[Import-SIG] Rough PEP: A ModuleSpec Type for the Import System

Brett Cannon brett at python.org
Fri Aug 9 16:40:10 CEST 2013


I like the idea and I think it can be more-or-less safe. Just need more
specification/clarification on things.


On Fri, Aug 9, 2013 at 2:34 AM, Eric Snow <ericsnowcurrently at gmail.com>wrote:

> This is an outgrowth of discussions on the .ref PEP, but it's also
> something I've been thinking about for over a year and starting toying with
> at the last PyCon.  I have a patch that passes all but a couple unit tests
> and should pass though when I get a minute to take another pass at it.
>  I'll probably end up adding a bunch more unit tests before I'm done as
> well.  However, the functionality is mostly there.
>
> BTW, I gotta say, Brett, I have a renewed appreciation for the long and
> hard effort you put into importlib.  There are just so many odd corner
> cases that I never would have looked for if not for that library.  And
> those unit tests do a great job of covering all of that.  Thanks!
>

Welcome!

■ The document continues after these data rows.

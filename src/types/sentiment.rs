//! Sentiment types.
//!
//! The backend attaches sentiment to each post in more than one shape: a bare
//! number, a `{label, score}` object from the classifier, a numeric string,
//! or nothing at all. [`SentimentValue`] captures every shape so callers never
//! inspect raw JSON; use [`crate::normalize`] to collapse it to a score.

use std::fmt;
use std::str::FromStr;

use serde::{Deserialize, Serialize};
use serde_json::{Map, Value};

/// Categorical sentiment produced by the classifier.
#[derive(Debug, Clone, Copy, PartialEq, Eq, Hash, Serialize, Deserialize)]
pub enum SentimentLabel {
    Positive,
    Neutral,
    Negative,
}

impl SentimentLabel {
    /// All labels in display order.
    pub const ALL: [SentimentLabel; 3] = [
        SentimentLabel::Positive,
        SentimentLabel::Neutral,
        SentimentLabel::Negative,
    ];

    /// Bucket a score: above `threshold` is positive, below `-threshold` is
    /// negative, anything in between (inclusive) is neutral.
    pub fn from_score(score: f64, threshold: f64) -> Self {
        if score > threshold {
            SentimentLabel::Positive
        } else if score < -threshold {
            SentimentLabel::Negative
        } else {
            SentimentLabel::Neutral
        }
    }

    pub fn as_str(&self) -> &'static str {
        match self {
            SentimentLabel::Positive => "Positive",
            SentimentLabel::Neutral => "Neutral",
            SentimentLabel::Negative => "Negative",
        }
    }
}

impl fmt::Display for SentimentLabel {
    fn fmt(&self, f: &mut fmt::Formatter<'_>) -> fmt::Result {
        f.write_str(self.as_str())
    }
}

impl FromStr for SentimentLabel {
    type Err = String;

    /// Accepts label names case-insensitively and the classifier's raw
    /// `LABEL_0..2` ids (negative, neutral, positive).
    fn from_str(s: &str) -> Result<Self, Self::Err> {
        match s.trim().to_ascii_lowercase().as_str() {
            "positive" | "label_2" => Ok(SentimentLabel::Positive),
            "neutral" | "label_1" => Ok(SentimentLabel::Neutral),
            "negative" | "label_0" => Ok(SentimentLabel::Negative),
            other => Err(format!("unknown sentiment label: {other}")),
        }
    }
}

/// Object-shaped sentiment, e.g. `{"label": "Positive", "score": 0.93}`.
#[derive(Debug, Clone, Default, PartialEq)]
pub struct SentimentScore {
    pub label: Option<SentimentLabel>,
    pub score: Option<f64>,
    /// Legacy field some payloads use instead of `score`.
    pub value: Option<f64>,
}

impl SentimentScore {
    pub fn new(label: SentimentLabel, score: f64) -> Self {
        Self {
            label: Some(label),
            score: Some(score),
            value: None,
        }
    }
}

/// Every shape a post's sentiment can take on the wire.
#[derive(Debug, Clone, Default, PartialEq, Serialize, Deserialize)]
#[serde(from = "Value", into = "Value")]
pub enum SentimentValue {
    /// Raw polarity score, roughly in `[-1, 1]`.
    Number(f64),
    Scored(SentimentScore),
    /// Anything string-shaped; coerced numerically when normalized.
    Text(String),
    /// Absent, `null`, or a shape with no numeric reading.
    #[default]
    Missing,
}

impl SentimentValue {
    /// The classifier label, when the sentiment carries one.
    pub fn label(&self) -> Option<SentimentLabel> {
        match self {
            SentimentValue::Scored(s) => s.label,
            _ => None,
        }
    }
}

impl From<f64> for SentimentValue {
    fn from(n: f64) -> Self {
        SentimentValue::Number(n)
    }
}

impl From<SentimentScore> for SentimentValue {
    fn from(s: SentimentScore) -> Self {
        SentimentValue::Scored(s)
    }
}

/// Read `score`/`value` fields, accepting numbers and numeric strings.
fn numeric_field(map: &Map<String, Value>, key: &str) -> Option<f64> {
    match map.get(key)? {
        Value::Number(n) => n.as_f64(),
        Value::String(s) => s.trim().parse::<f64>().ok(),
        _ => None,
    }
}

impl From<Value> for SentimentValue {
    fn from(value: Value) -> Self {
        match value {
            Value::Number(n) => n
                .as_f64()
                .map(SentimentValue::Number)
                .unwrap_or(SentimentValue::Missing),
            Value::String(s) => SentimentValue::Text(s),
            Value::Object(map) => SentimentValue::Scored(SentimentScore {
                label: map
                    .get("label")
                    .and_then(Value::as_str)
                    .and_then(|l| l.parse().ok()),
                score: numeric_field(&map, "score"),
                value: numeric_field(&map, "value"),
            }),
            Value::Bool(flag) => SentimentValue::Number(if flag { 1.0 } else { 0.0 }),
            Value::Array(items) => from_array(items),
            Value::Null => SentimentValue::Missing,
        }
    }
}

/// An array reads as its only element; an empty one reads as zero.
fn from_array(mut items: Vec<Value>) -> SentimentValue {
    if items.len() > 1 {
        return SentimentValue::Missing;
    }
    match items.pop() {
        None | Some(Value::Null) => SentimentValue::Number(0.0),
        Some(Value::Number(n)) => n
            .as_f64()
            .map(SentimentValue::Number)
            .unwrap_or(SentimentValue::Missing),
        Some(Value::String(s)) => SentimentValue::Text(s),
        Some(Value::Array(inner)) => from_array(inner),
        Some(Value::Bool(_) | Value::Object(_)) => SentimentValue::Missing,
    }
}

impl From<SentimentValue> for Value {
    fn from(sentiment: SentimentValue) -> Self {
        match sentiment {
            SentimentValue::Number(n) => serde_json::Number::from_f64(n)
                .map(Value::Number)
                .unwrap_or(Value::Null),
            SentimentValue::Scored(s) => {
                let mut map = Map::new();
                if let Some(label) = s.label {
                    map.insert("label".into(), Value::String(label.as_str().into()));
                }
                for (key, field) in [("score", s.score), ("value", s.value)] {
                    if let Some(n) = field.and_then(serde_json::Number::from_f64) {
                        map.insert(key.into(), Value::Number(n));
                    }
                }
                Value::Object(map)
            }
            SentimentValue::Text(s) => Value::String(s),
            SentimentValue::Missing => Value::Null,
        }
    }
}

And yes, importlib didn't take multiple years out of laziness, but
just how much work had to go in to cover corner cases along with pauses
from frustration with the semantics. :P


>
> -eric
>
>
> -------------------------------------------------------------------------------
>
> PEP: 4XX
> Title: A ModuleSpec Type for the Import System
> Version: $Revision$
> Last-Modified: $Date$
> Author: Eric Snow <ericsnowcurrently at gmail.com>
> BDFL-Delegate: ???
> Discussions-To: import-sig at python.org
> Status: Draft
> Type: Standards Track
> Content-Type: text/x-rst
> Created: 8-Aug-2013
> Python-Version: 3.4
> Post-History: 8-Aug-2013
> Resolution:
>
>
> Abstract
> ========
>
> This PEP proposes to add a new class to ``importlib.machinery`` called
> ``ModuleSpec``.  It will contain all the import-related information
> about a module without needing to load the module first.  Finders will
> now return a module's spec rather than a loader.  The import system will
> use the spec to load the module.
>
>
> Motivation
> ==========
>
> The import system has evolved over the lifetime of Python.  In late 2002
> PEP 302 introduced standardized import hooks via ``finders`` and
> ``loaders`` and ``sys.meta_path``.  The ``importlib`` module, introduced
> with Python 3.1, now exposes a pure Python implementation of the APIs
> described by PEP 302, as well as of the full import system.  It is now
> much easier to understand and extend the import system.  While a benefit
> to the Python community, this greater accessibilty also presents a
> challenge.
>
> As more developers come to understand and customize the import system,
> any weaknesses in the finder and loader APIs will be more impactful.  So
> the sooner we can address any such weaknesses the import system, the
> better...and there are a couple we can take care of with this proposal.
>
> Firstly, any time the import system needs to save information about a
> module we end up with more attributes on module objects that are
> generally only meaningful to the import system and occoasionally to some
> people.  It would be nice to have a per-module namespace to put future
> import-related information.  Secondly, there's an API void between
> finders and loaders that causes undue complexity when encountered.
>
> Finders are strictly responsible for providing the loader which the
> import system will use to load the module.  The loader is then
> responsible for doing some checks, creating the module object, setting
> import-related attributes, "installing" the module to ``sys.modules``,
> and loading the module, along with some cleanup.  This all takes place
> during the import system's call to ``Loader.load_module()``.  Loaders
> also provide some APIs for accessing data associated with a module.
>
> Loaders are not required to provide any of the functionality of
> ``load_module()`` through other methods.  Thus, though the import-
> related information about a module is likely available without loading
> the module, it is not otherwise exposed.
>
> Furthermore, the requirements assocated with ``load_module()`` are
> common to all loaders and mostly are implemented in exactly the same
> way.  This means every loader has to duplicate the same boilerplate
> code.  ``importlib.util`` provides some tools that help with this, but
> it would be more helpful if the import system simply took charge of
> these responsibilities.  The trouble is that this would limit the degree
> of customization that ``load_module()`` facilitates.  This is a gap
> between finders and loaders which this proposal aims to fill.
>
> Finally, when the import system calls a finder's ``find_module()``, the
> finder makes use of a variety of information about the module that is
> useful outside the context of the method.  Currently the options are
> limited for persisting that per-module information past the method call,
> since it only returns the loader.  Either store it in a module-to-info
> mapping somewhere like on the finder itself, or store it on the loader.
>

The two previous sentences are hard to read; I think you were after
something like,
"Popular options for this limitation are to store the information is in a
module-to-info
mapping somewhere on the finder itself, or store it on the loader.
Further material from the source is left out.